As you age, the lenses in your eyes naturally harden and can turn cloudy. A cataract is a clouding of the lens in the eye that affects your vision by blocking light and preventing it from reaching the retina.
Most cataracts are related to aging and are very common in older people. Cataracts typically develop slowly and progressively, causing a gradual and painless decrease in vision. More than 2.5 million Canadians have cataracts.
Symptoms of Cataracts
The most common symptoms of a cataract are:
- Cloudy or blurry vision
- Colors seeming faded
- Glare. Headlights, lamps, or sunlight may appear too bright. A halo may appear around lights.
- Poor night vision.
- Double vision or multiple images in one eye. (This symptom may clear as the cataract gets larger.)
- Frequent prescription changes in your eyeglasses or contact lenses.
(Note: These symptoms can also be a sign of other eye problems.
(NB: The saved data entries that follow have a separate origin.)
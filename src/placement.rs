//! Constraint-driven, collision-free random placement.
//!
//! The placement engine draws candidate poses for each requested
//! object instance, rejecting candidates that violate the workspace,
//! tangency, or clearance rules, until the instance is accepted or
//! its retry budget runs out. Instances are placed strictly one at a
//! time, so the collision test set only grows.

use crate::catalog::AssetCatalog;
use crate::constraints::{Constraint, ConstraintRegistry};
use crate::error::{Error, Result};
use crate::geometry::{
    bounds, convex_overlap, point_in_polygon, polygon_distance, Footprint,
    Point2,
};
use crate::prng::Pcg32;
use crate::types::{
    Dof, Model, Placement, PlacementPolicy, PlacementRequest, PolicyRule,
    Pose, Scene, Solid,
};

/// Rejection-sampling budget for one point draw inside a polygon.
const POINT_SAMPLE_TRIES: u32 = 100;

/// Everything an engine needs for one placement session.
pub struct EngineContext<'a> {
    pub free_space: &'a [Vec<Point2>],
    pub constraints: &'a ConstraintRegistry,
    pub assets: &'a AssetCatalog,
    pub rng: &'a mut Pcg32,
}

/// Capability interface for placement strategies; new strategies plug
/// into the runner without touching it.
pub trait Engine {
    fn name(&self) -> &str;
    fn attempt(&self, ctx: &mut EngineContext<'_>)
        -> Result<Vec<Placement>>;
}

/// Random-pose placement with collision and clearance rejection.
pub struct PlacementEngine {
    name: String,
    request: PlacementRequest,
}

impl PlacementEngine {
    pub fn new(name: impl Into<String>, request: PlacementRequest) -> Self {
        PlacementEngine {
            name: name.into(),
            request,
        }
    }
}

fn polygons_equal(a: &[Point2], b: &[Point2]) -> bool {
    a.len() == b.len()
        && a.iter()
            .zip(b)
            .all(|(p, q)| p.x == q.x && p.y == q.y)
}

fn sample_in_polygon(rng: &mut Pcg32, polygon: &[Point2]) -> Option<Point2> {
    let (lo, hi) = bounds(polygon);
    for _ in 0..POINT_SAMPLE_TRIES {
        let p = Point2::new(
            rng.next_range(lo.x, hi.x),
            rng.next_range(lo.y, hi.y),
        );
        if point_in_polygon(p, polygon) {
            return Some(p);
        }
    }
    None
}

fn sample_dof(policy: &PlacementPolicy, rng: &mut Pcg32) -> f64 {
    match policy.rule {
        PolicyRule::Uniform { min, max, .. } => rng.next_range(min, max),
        // A workspace rule carries no scalar distribution.
        PolicyRule::Workspace { .. } => 0.0,
    }
}

fn collides(
    candidate: &[Point2],
    accepted: &[Placement],
    min_distance: f64,
) -> bool {
    for placed in accepted {
        if convex_overlap(candidate, &placed.footprint.points) {
            return true;
        }
        if min_distance > 0.0
            && polygon_distance(candidate, &placed.footprint.points)
                < min_distance
        {
            return true;
        }
    }
    false
}

impl Engine for PlacementEngine {
    fn name(&self) -> &str {
        &self.name
    }

    fn attempt(
        &self,
        ctx: &mut EngineContext<'_>,
    ) -> Result<Vec<Placement>> {
        let request = &self.request;
        let assets = ctx.assets;
        let constraints = ctx.constraints;
        let free_space = ctx.free_space;

        let pos_policy = request.policy_for(Dof::X).ok_or_else(|| {
            Error::config("placement request has no position policy")
        })?;
        let workspace: Option<Vec<Point2>> = match &pos_policy.rule {
            PolicyRule::Workspace { workspace } => {
                let polygon = match constraints.lookup(workspace)? {
                    Constraint::Workspace { polygon } => polygon,
                    _ => {
                        return Err(Error::config(format!(
                            "constraint '{workspace}' is not a workspace"
                        )));
                    }
                };
                if !free_space.iter().any(|fs| polygons_equal(fs, polygon))
                {
                    return Err(Error::config(format!(
                        "workspace '{workspace}' does not match any \
                         free-space polygon"
                    )));
                }
                Some(polygon.clone())
            }
            PolicyRule::Uniform { .. } => None,
        };
        let ori_policy = request.policy_for(Dof::Yaw);

        let mut accepted: Vec<Placement> = Vec::new();
        for tag in &request.tags {
            let descriptor = assets.lookup(tag)?;
            let max = request.max_count.get(tag).copied().unwrap_or(0);

            // Local constraint bindings for this tag.
            let mut tangent: Option<[f64; 3]> = None;
            let mut bound_workspaces: Vec<Vec<Point2>> = Vec::new();
            for binding in
                request.constraints.iter().filter(|b| &b.tag == tag)
            {
                match constraints.lookup(&binding.constraint)? {
                    Constraint::Tangent { origin, normal } => {
                        // Z resolution assumes a +Z reference plane.
                        if *normal != [0.0, 0.0, 1.0] {
                            return Err(Error::config(format!(
                                "tangent constraint '{}' requires the \
                                 [0, 0, 1] normal, got {normal:?}",
                                binding.constraint
                            )));
                        }
                        tangent = Some(*origin);
                    }
                    Constraint::Workspace { polygon } => {
                        bound_workspaces.push(polygon.clone());
                    }
                }
            }

            for instance in 0..max {
                // Generative parameters are drawn once per instance
                // and reused across retries.
                let shape = descriptor.rule.instantiate(ctx.rng);
                let mut attempts = 0u32;
                let placement = loop {
                    if attempts >= request.max_attempts {
                        return Err(Error::Placement {
                            tag: tag.clone(),
                            instance,
                            attempts,
                        });
                    }
                    attempts += 1;

                    let position = match &workspace {
                        Some(polygon) => {
                            match sample_in_polygon(ctx.rng, polygon) {
                                Some(p) => p,
                                None => continue,
                            }
                        }
                        None => match pos_policy.rule {
                            PolicyRule::Uniform { min, max, .. } => {
                                Point2::new(
                                    ctx.rng.next_range(min, max),
                                    ctx.rng.next_range(min, max),
                                )
                            }
                            PolicyRule::Workspace { .. } => unreachable!(
                                "workspace rule resolved above"
                            ),
                        },
                    };
                    if bound_workspaces
                        .iter()
                        .any(|w| !point_in_polygon(position, w))
                    {
                        continue;
                    }

                    let (mut roll, mut pitch, mut yaw) = (0.0, 0.0, 0.0);
                    if let Some(policy) = ori_policy {
                        yaw = sample_dof(policy, ctx.rng);
                        if policy.dofs.contains(&Dof::Roll) {
                            roll = sample_dof(policy, ctx.rng);
                        }
                        if policy.dofs.contains(&Dof::Pitch) {
                            pitch = sample_dof(policy, ctx.rng);
                        }
                    }

                    // Tangency: rest the lowest point exactly on the
                    // reference plane.
                    let z = match tangent {
                        Some(origin) => {
                            origin[2] + shape.support_down(roll, pitch)
                        }
                        None => 0.0,
                    };
                    let pose = Pose {
                        x: position.x,
                        y: position.y,
                        z,
                        roll,
                        pitch,
                        yaw,
                    };

                    let footprint = shape.footprint_points(&pose);
                    if request.no_collision
                        && collides(
                            &footprint,
                            &accepted,
                            request.min_distance,
                        )
                    {
                        tracing::trace!(
                            tag = %tag,
                            instance,
                            attempts,
                            "candidate rejected by clearance test"
                        );
                        continue;
                    }

                    let id = format!("{tag}_{instance}");
                    break Placement {
                        footprint: Footprint::new(id.clone(), footprint),
                        id,
                        tag: tag.clone(),
                        pose,
                        shape: shape.clone(),
                    };
                };
                tracing::debug!(
                    id = %placement.id,
                    attempts,
                    "placement accepted"
                );
                accepted.push(placement);
            }
        }
        Ok(accepted)
    }
}

/// Invokes registered engines in order and commits their placements
/// into the scene.
#[derive(Default)]
pub struct EngineRunner {
    engines: Vec<Box<dyn Engine>>,
}

impl EngineRunner {
    pub fn new() -> Self {
        Self::default()
    }

    pub fn register(&mut self, engine: Box<dyn Engine>) {
        self.engines.push(engine);
    }

    /// Run every engine. When `attach_models` is set, each accepted
    /// placement becomes a first-class named model in the scene;
    /// otherwise placements are only returned. Placement ids are
    /// `{tag}_{instance}`, so two engines sharing a tag would collide;
    /// that is reported as a configuration error instead of silently
    /// replacing the earlier model.
    pub fn run_engines(
        &self,
        ctx: &mut EngineContext<'_>,
        scene: &mut Scene,
        attach_models: bool,
    ) -> Result<Vec<Placement>> {
        let mut all: Vec<Placement> = Vec::new();
        for engine in &self.engines {
            tracing::info!(engine = engine.name(), "running engine");
            let placements = engine.attempt(ctx)?;
            if let Some(dup) = placements
                .iter()
                .find(|p| all.iter().any(|q| q.id == p.id))
            {
                return Err(Error::config(format!(
                    "engine '{}' produced duplicate placement id '{}'",
                    engine.name(),
                    dup.id
                )));
            }
            tracing::info!(
                engine = engine.name(),
                accepted = placements.len(),
                "engine finished"
            );
            if attach_models {
                for p in &placements {
                    let color = ctx
                        .assets
                        .lookup(&p.tag)
                        .ok()
                        .and_then(|d| d.color.clone());
                    scene.add_model(Model {
                        name: p.id.clone(),
                        pose: p.pose,
                        solids: vec![Solid {
                            pose: Pose::default(),
                            shape: p.shape.clone(),
                            color,
                        }],
                    });
                }
            }
            all.extend(placements);
        }
        Ok(all)
    }
}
If you have any of these symptoms, check with your eye care professional.)
Reducing your exposure to ultraviolet light by wearing a wide-brimmed hat and sunglasses may reduce your risk for developing a cataract, but once one has developed, there is no cure except to have the cataract surgically removed.
Treatment For Cataracts
Surgery is considered when the cataract affects vision to the point that it is affecting a person’s lifestyle. An ophthalmologist can remove the cataract by making a small incision in the cornea at the front of the eye. A synthetic lens is then inserted to replace the focusing power of the natural lens.
According to the Canadian Ophthalmological Society, cataract surgery is generally quite successful. One and a half million people have this procedure every year in North America, and 95% have a successful result. However; as with any surgical procedure, complications can occur and should be discussed with your ophthalmologist prior to surgery.